Oms: in Europa muoiono per annegamento 20mila persone l’anno

L’emergenza

Oms: in Europa muoiono per annegamento 20mila persone l’anno

Playa_el_sardinero_santander_-_panoramio_(17).jpg

Immagine: Carlos Cunha, CC BY-SA 3.0 <https://creativecommons.org/licenses/by-sa/3.0>, via Wikimedia Commons
di redazione
Molte morti sarebbero prevenibili con misure di sicurezza adeguate e maggiore consapevolezza dei rischi. Il consumo di alcol è uno dei fattori di rischio principali per gli incidenti in acqua. Il 75% dei decessi per annegamento tra i migranti avviene nel Mediterraneo o nel Canale della Manica

20mila morti all’anno. Qualunque fenomeno con queste conseguenze verrebbe considerato un’emergenza di salute pubblica. Eppure l’annegamento stenta a essere percepito come una minaccia reale e diffusa. Lo è a tutti gli effetti e lo è soprattutto in Europa a cui quel dato così rilevante è riferito. Perché nelle acque europee (nel Mediterraneo in primis) avvengono i naufragi dei pescherecci che mettono fine alle vite di tante persone partite con la speranza di nuove opportunità (600 morti nella recente tragedia dell’Adriana nelle acque tra Grecia e Italia), ma anche perché tanti uomini, donne e bambini, muoiono singolarmente in diverse circostanze più o meno eclatanti, più o meno degne dell’attenzione mediatica.

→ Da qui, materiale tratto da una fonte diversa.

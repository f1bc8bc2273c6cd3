use std::ffi::CStr;

const fn symbol(name: &'static str) -> &'static CStr {
    match CStr::from_bytes_with_nul(name.as_bytes()) {
        Ok(name) => name,
        Err(_) => panic!("symbol names are NUL terminated"),
    }
}

macro_rules! commands {
    ($($variant:ident,)*) => {
        /// Entry points known to the loader. The symbol name is the variant
        /// name prefixed with `gl`.
        #[derive(Debug, Clone, Copy, PartialEq, Eq, Hash, PartialOrd, Ord)]
        pub enum Command {
            $($variant,)*
        }

        impl Command {
            pub const ALL: &'static [Command] = &[$(Command::$variant,)*];
            pub const COUNT: usize = Command::ALL.len();

            /// Symbol handed to the lookup callback, `glActiveTexture`.
            #[inline]
            pub const fn name(self) -> &'static CStr {
                match self {
                    $(Command::$variant => const {
                        symbol(concat!("gl", stringify!($variant), "\0"))
                    },)*
                }
            }

            #[inline]
            pub const fn as_str(self) -> &'static str {
                match self {
                    $(Command::$variant => concat!("gl", stringify!($variant)),)*
                }
            }
        }
    };
}

commands! {
    ActiveTexture,
    ActiveTextureARB,
    AttachShader,
    BeginQuery,
    BeginQueryARB,
    BindAttribLocationARB,
    BindBuffer,
    BindBufferARB,
    BindBufferBase,
    BindBufferBaseEXT,
    BindBufferBaseNV,
    BindBuffersBase,
    BindFragDataLocationIndexed,
    BindFramebuffer,
    BindFramebufferEXT,
    BindImageTexture,
    BindProgramARB,
    BindProgramNV,
    BindRenderbuffer,
    BindRenderbufferEXT,
    BindSampler,
    BindTexture,
    BindTextureEXT,
    BindVertexArray,
    BindVertexArrayAPPLE,
    BlendBarrierKHR,
    BlendBarrierNV,
    BlendColor,
    BlendColorEXT,
    BlendEquation,
    BlendEquationEXT,
    BlendEquationIndexedAMD,
    BlendEquationSeparate,
    BlendEquationSeparateEXT,
    BlendEquationi,
    BlendEquationiARB,
    BlendFunc,
    BlendFuncSeparate,
    BlendFuncSeparateEXT,
    BlendFuncSeparateINGR,
    BlitFramebuffer,
    BlitFramebufferEXT,
    BufferData,
    BufferDataARB,
    BufferStorage,
    BufferSubData,
    BufferSubDataARB,
    CheckFramebufferStatus,
    CheckFramebufferStatusEXT,
    ClampColor,
    ClampColorARB,
    Clear,
    ClearBufferfv,
    ClearColor,
    ClearDepth,
    ClearDepthf,
    ClearDepthfOES,
    ClearStencil,
    ClearTexImage,
    ClientActiveTexture,
    ClientActiveTextureARB,
    ClientWaitSync,
    ClipControl,
    ColorMask,
    CompileShader,
    CompressedTexImage2D,
    CompressedTexImage2DARB,
    CopyImageSubData,
    CopyImageSubDataNV,
    CreateBuffers,
    CreateProgram,
    CreateShader,
    CreateTextures,
    CreateVertexArrays,
    CullFace,
    DebugMessageCallback,
    DebugMessageCallbackAMD,
    DebugMessageCallbackARB,
    DebugMessageControl,
    DebugMessageControlARB,
    DebugMessageEnableAMD,
    DebugMessageInsert,
    DebugMessageInsertAMD,
    DebugMessageInsertARB,
    DeleteBuffers,
    DeleteBuffersARB,
    DeleteFramebuffers,
    DeleteFramebuffersEXT,
    DeleteProgram,
    DeleteProgramsARB,
    DeleteProgramsNV,
    DeleteShader,
    DeleteSync,
    DeleteTextures,
    DeleteVertexArrays,
    DeleteVertexArraysAPPLE,
    DepthFunc,
    DepthMask,
    DepthRangef,
    DepthRangefOES,
    Disable,
    DisableVertexAttribArray,
    DisableVertexAttribArrayARB,
    DispatchCompute,
    DrawArrays,
    DrawArraysEXT,
    DrawArraysIndirect,
    DrawArraysInstanced,
    DrawArraysInstancedARB,
    DrawArraysInstancedBaseInstance,
    DrawArraysInstancedEXT,
    DrawBuffer,
    DrawBuffers,
    DrawBuffersARB,
    DrawBuffersATI,
    DrawElements,
    DrawElementsBaseVertex,
    DrawElementsInstanced,
    DrawElementsInstancedARB,
    DrawElementsInstancedEXT,
    DrawRangeElements,
    DrawRangeElementsEXT,
    Enable,
    EnableVertexAttribArray,
    EnableVertexAttribArrayARB,
    EndQuery,
    EndQueryARB,
    FenceSync,
    Finish,
    Flush,
    FlushMappedBufferRange,
    FlushMappedBufferRangeAPPLE,
    FramebufferRenderbuffer,
    FramebufferRenderbufferEXT,
    FramebufferTexture,
    FramebufferTexture2D,
    FramebufferTexture2DEXT,
    FramebufferTextureARB,
    FramebufferTextureEXT,
    FrontFace,
    GenBuffers,
    GenBuffersARB,
    GenFramebuffers,
    GenFramebuffersEXT,
    GenProgramsARB,
    GenProgramsNV,
    GenQueries,
    GenQueriesARB,
    GenRenderbuffers,
    GenRenderbuffersEXT,
    GenSamplers,
    GenTextures,
    GenVertexArrays,
    GenVertexArraysAPPLE,
    GenerateMipmap,
    GenerateMipmapEXT,
    GetDebugMessageLog,
    GetDebugMessageLogARB,
    GetError,
    GetGraphicsResetStatus,
    GetGraphicsResetStatusARB,
    GetInteger64v,
    GetIntegerv,
    GetProgramBinary,
    GetProgramiv,
    GetQueryObjecti64v,
    GetQueryObjecti64vEXT,
    GetShaderiv,
    GetString,
    GetStringi,
    GetUniformBlockIndex,
    GetUniformLocation,
    Hint,
    IsBuffer,
    IsBufferARB,
    IsTexture,
    LabelObjectEXT,
    LineWidth,
    LinkProgram,
    MapBuffer,
    MapBufferARB,
    MapBufferRange,
    MaxShaderCompilerThreadsARB,
    MaxShaderCompilerThreadsKHR,
    MemoryBarrier,
    MemoryBarrierEXT,
    MinSampleShading,
    MinSampleShadingARB,
    MultiDrawArrays,
    MultiDrawArraysEXT,
    MultiDrawArraysIndirect,
    MultiDrawArraysIndirectAMD,
    MultiDrawArraysIndirectCount,
    MultiDrawArraysIndirectCountARB,
    MultiTexCoord2f,
    MultiTexCoord2fARB,
    NamedBufferData,
    NamedBufferDataEXT,
    ObjectLabel,
    PatchParameteri,
    PixelStorei,
    PointParameterf,
    PointParameterfARB,
    PointParameterfEXT,
    PointParameterfSGIS,
    PointParameteri,
    PointSize,
    PolygonMode,
    PolygonOffset,
    PolygonOffsetClamp,
    PolygonOffsetClampEXT,
    PopDebugGroup,
    PopGroupMarkerEXT,
    PrimitiveRestartIndex,
    PrimitiveRestartIndexNV,
    ProgramBinary,
    ProgramParameteri,
    ProgramParameteriARB,
    ProgramParameteriEXT,
    ProgramStringARB,
    PushDebugGroup,
    PushGroupMarkerEXT,
    QueryCounter,
    ReadBuffer,
    ReadPixels,
    ReleaseShaderCompiler,
    RenderbufferStorage,
    RenderbufferStorageEXT,
    RenderbufferStorageMultisample,
    RenderbufferStorageMultisampleEXT,
    SampleCoverage,
    SampleCoverageARB,
    SamplerParameteri,
    Scissor,
    ShaderBinary,
    ShaderSource,
    SpecializeShader,
    SpecializeShaderARB,
    StencilFuncSeparate,
    TexBuffer,
    TexBufferARB,
    TexBufferEXT,
    TexImage2D,
    TexImage3D,
    TexImage3DEXT,
    TexParameterf,
    TexParameteri,
    TexStorage2D,
    TexStorage2DEXT,
    TexSubImage2D,
    TexSubImage3D,
    TexSubImage3DEXT,
    TextureBarrier,
    TextureBarrierNV,
    TextureStorage2D,
    Uniform1i,
    Uniform1iARB,
    Uniform4f,
    Uniform4fARB,
    UniformBlockBinding,
    UniformMatrix2x3fv,
    UniformMatrix4fv,
    UniformMatrix4fvARB,
    UniformMatrix4x3fv,
    UnmapBuffer,
    UnmapBufferARB,
    UseProgram,
    VertexAttribDivisor,
    VertexAttribDivisorARB,
    VertexAttribIPointer,
    VertexAttribIPointerEXT,
    VertexAttribPointer,
    VertexAttribPointerARB,
    Viewport,
}

impl Command {
    #[inline]
    pub(crate) const fn index(self) -> usize {
        self as usize
    }

    pub fn from_name(name: &str) -> Option<Command> {
        Command::ALL.iter().copied().find(|command| command.as_str() == name)
    }
}

impl std::fmt::Display for Command {
    fn fmt(&self, f: &mut std::fmt::Formatter) -> std::fmt::Result {
        f.write_str(self.as_str())
    }
}

#[cfg(test)]
mod tests {
    use super::*;

    #[test]
    fn test_symbol_names() {
        assert_eq!(Command::ActiveTexture.name(), c"glActiveTexture");
        assert_eq!(Command::ActiveTextureARB.name(), c"glActiveTextureARB");
        assert_eq!(Command::GetStringi.as_str(), "glGetStringi");
        assert_eq!(Command::from_name("glDrawArrays"), Some(Command::DrawArrays));
        assert_eq!(Command::from_name("DrawArrays"), None);
    }

    #[test]
    fn test_c_and_str_names_agree() {
        for command in Command::ALL {
            assert_eq!(command.name().to_str().unwrap(), command.as_str());
            assert!(command.as_str().starts_with("gl"));
        }
    }
}
use criterion::{criterion_group, criterion_main, BenchmarkId, Criterion};
use glbind::types::{GLenum, GLint, GLubyte, GLuint, GL_EXTENSIONS, GL_NUM_EXTENSIONS, GL_VERSION};
use glbind::{has_token, Command, Context, Extension};
use std::ffi::{c_void, CStr};
use std::hint::black_box;
use std::sync::OnceLock;

// Advertises every extension the registry knows about.
fn extension_names() -> &'static [std::ffi::CString] {
    static NAMES: OnceLock<Vec<std::ffi::CString>> = OnceLock::new();
    NAMES.get_or_init(|| {
        Extension::ALL
            .iter()
            .filter_map(|extension| std::ffi::CString::new(extension.name()).ok())
            .collect()
    })
}

fn combined_string() -> &'static CStr {
    static COMBINED: OnceLock<std::ffi::CString> = OnceLock::new();
    COMBINED.get_or_init(|| {
        let names: Vec<&str> = Extension::ALL.iter().map(|extension| extension.name()).collect();
        std::ffi::CString::new(names.join(" ")).unwrap_or_default()
    })
}

unsafe extern "system" fn get_string_core(name: GLenum) -> *const GLubyte {
    match name {
        GL_VERSION => c"4.6.0 NVIDIA 535.54".as_ptr().cast(),
        _ => std::ptr::null(),
    }
}

unsafe extern "system" fn get_string_legacy(name: GLenum) -> *const GLubyte {
    match name {
        GL_VERSION => c"2.1 Mesa 23.0".as_ptr().cast(),
        GL_EXTENSIONS => combined_string().as_ptr().cast(),
        _ => std::ptr::null(),
    }
}

unsafe extern "system" fn get_integerv(pname: GLenum, data: *mut GLint) {
    if pname == GL_NUM_EXTENSIONS {
        *data = extension_names().len() as GLint;
    }
}

unsafe extern "system" fn get_stringi(_name: GLenum, index: GLuint) -> *const GLubyte {
    extension_names()
        .get(index as usize)
        .map(|name| name.as_ptr().cast())
        .unwrap_or(std::ptr::null())
}

fn lookup(get_string: *const c_void) -> impl FnMut(&CStr) -> *const c_void {
    move |name| match name.to_bytes() {
        b"glGetString" => get_string,
        b"glGetIntegerv" => get_integerv as *const c_void,
        b"glGetStringi" => get_stringi as *const c_void,
        _ => 0x1000 as *const c_void,
    }
}

fn bench_load(c: &mut Criterion) {
    let mut group = c.benchmark_group("load");
    let drivers = [
        ("indexed", get_string_core as *const c_void),
        ("combined", get_string_legacy as *const c_void),
    ];

    for (name, get_string) in drivers {
        group.bench_with_input(BenchmarkId::new("load_with", name), &get_string, |b, get_string| {
            let mut context = Context::new();
            b.iter(|| {
                let version = unsafe { context.load_with(lookup(*get_string)) };
                black_box(version)
            })
        });
    }
    group.finish();
}

fn bench_has_token(c: &mut Criterion) {
    let list = combined_string().to_string_lossy();
    let last = Extension::ALL[Extension::COUNT - 1].name();

    c.bench_function("has_token_last", |b| {
        b.iter(|| has_token(black_box(&list), black_box(last)))
    });
    c.bench_function("has_token_missing", |b| {
        b.iter(|| has_token(black_box(&list), black_box("GL_ARB_shader_objects_foo")))
    });
}

fn bench_lookup_by_name(c: &mut Criterion) {
    c.bench_function("command_from_name", |b| {
        b.iter(|| Command::from_name(black_box("glViewport")))
    });
}

criterion_group!(benches, bench_load, bench_has_token, bench_lookup_by_name);
criterion_main!(benches);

In occasione della giornata mondiale della prevenzione degli annegamenti (25 luglio), Hans Henri P. Kluge, direttore regionale dell’Organizzazione Mondiale della Sanità per l’Europa ricorda che in Europa (intesa come regione dell’Oms) l’annegamento è la seconda causa di morte nei bambini  tra i 5 e i 14 anni e che il 76 per cento delle morti per annegamento tra i migranti avviene nel Mediterraneo o nel canale della Manica. Molti casi si potrebbero prevenire. 

L’Organizzazione Mondiale della Sanità stima che almeno 236mila persone muoiano ogni anno nel mondo per annegamento. Potrebbero essere molti di più perché i dati si riferiscono solo agli incidenti (annegamento involontario) e non ai suicidi o alle catastrofe ambientali. Considerando tutte le circostanze, la mortalità per annegamento potrebbe essere sottostimata del 30-50 per cento.

Almeno così suggeriscono i dati del sistema di sorveglianza del Regno Unito che raccoglie tutti i casi di morte per annegamento indipendentemente dalla causa. Ebbene, con questo monitoraggio allargato il tasso di mortalità è del 165 per cento superiore a quello calcolato dall’Organizzazione Mondiale della Sanità con la metodologia più selettiva. L’annegamento può anche causare un ampio spettro di lesioni non mortali con conseguenze significative sulla salute, che vanno dalla compromissione respiratoria dovuta all'inalazione di acqua alle lesioni cerebrali per ipossia. Questo tipo di problemi è più difficile da quantificare e spesso sfugge alle indagini statistiche. 

L’Europa si distingue per alcune caratteristiche epidemiologiche specifiche del fenomeno. La mortalità per annegamento nei maschi di età compresa tra 30 e 49 anni è la più alta di tutte le 6 regioni dell'Oms. Un dato che suggerisce che in Europa si muoia più per cause accidentali che per le inondazioni dovute a catastrofi ambientali. 

In molti casi l’incidente in acqua è causato dall’alcol. E non c’è da stupirsi visto che in Europa si registra il più alto consumo di alcol pro capite di qualsiasi regione dell'Oms. L’alcol è la causa accertata del 26 per cento di tutti i decessi per annegamento nella Regione Europea.

Si aggiungono i morti per annegamento tra i migranti. Secondo il Missing Migrants Project dell'Organizzazione internazionale per le migrazioni (Iom), circa 34mila persone sono annegate durante il viaggio per raggiungere la meta desiderata da quando è iniziata la raccolta dei dati nel 2014. Una cifra equivalente al 60 per cento di tutti i decessi associati alla migrazione registrati.  D questi, quasi 4 su 5 (76%) si sono verificati nel Mediterraneo e nel Canale della Manica, entrambi all'interno della regione europea dell’Oms.